Using the material below, return exactly the lines between the one holding "use std::time::Duration;" and the one holding "pub enum TickOutcome", inclusive, and no others.

** Material provided **
________________________
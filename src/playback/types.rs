//! Playback type definitions

use std::time::Duration;

/// How often the player advances the scheduler.
pub const TICK_PERIOD: Duration = Duration::from_millis(10);

/// Transport parameters fixed for one playback session.
///
/// # Fields
/// - `tempo_bpm`: Quarter-note beats per minute
/// - `channel`: Output channel (1-16)
/// - `octave_shift`: Whole octaves added to every pitch (may be negative)
/// - `looping`: Wrap to the start at the end of the last note
#[derive(Debug, Clone, Copy, PartialEq)]
pub struct PlaybackSettings {
    pub tempo_bpm: f64,
    pub channel: u8,
    pub octave_shift: i8,
    pub looping: bool,
}

impl Default for PlaybackSettings {
    fn default() -> Self {
        Self {
            tempo_bpm: 120.0,
            channel: 1,
            octave_shift: 0,
            looping: false,
        }
    }
}

impl PlaybackSettings {
    pub fn beats_per_second(&self) -> f64 {
        self.tempo_bpm / 60.0
    }
}

/// Scheduler lifecycle.
#[derive(Debug, Clone, Copy, PartialEq, Eq)]
pub enum TransportState {
    Idle,
    Running,
}

/// What a single scheduler tick did.
#[derive(Debug, Clone, Copy, PartialEq, Eq)]
pub enum TickOutcome {
    /// The scheduler was not running; nothing was sent.
    Idle,
    /// Still running.
    Continue,
    /// Reached the end without looping. The stop sweep has been sent.
    Finished,
}

/// How a player session ended.
#[derive(Debug, Clone, Copy, PartialEq, Eq)]
pub enum PlaybackEnd {
    /// Played to the end of the last note.
    Completed,
    /// Stopped on request.
    Stopped,
}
________________________
** Exercise output **
use std::time::Duration;

/// How often the player advances the scheduler.
pub const TICK_PERIOD: Duration = Duration::from_millis(10);

/// Transport parameters fixed for one playback session.
///
/// # Fields
/// - `tempo_bpm`: Quarter-note beats per minute
/// - `channel`: Output channel (1-16)
/// - `octave_shift`: Whole octaves added to every pitch (may be negative)
/// - `looping`: Wrap to the start at the end of the last note
#[derive(Debug, Clone, Copy, PartialEq)]
pub struct PlaybackSettings {
    pub tempo_bpm: f64,
    pub channel: u8,
    pub octave_shift: i8,
    pub looping: bool,
}

impl Default for PlaybackSettings {
    fn default() -> Self {
        Self {
            tempo_bpm: 120.0,
            channel: 1,
            octave_shift: 0,
            looping: false,
        }
    }
}

impl PlaybackSettings {
    pub fn beats_per_second(&self) -> f64 {
        self.tempo_bpm / 60.0
    }
}

/// Scheduler lifecycle.
#[derive(Debug, Clone, Copy, PartialEq, Eq)]
pub enum TransportState {
    Idle,
    Running,
}

/// What a single scheduler tick did.
#[derive(Debug, Clone, Copy, PartialEq, Eq)]
pub enum TickOutcome {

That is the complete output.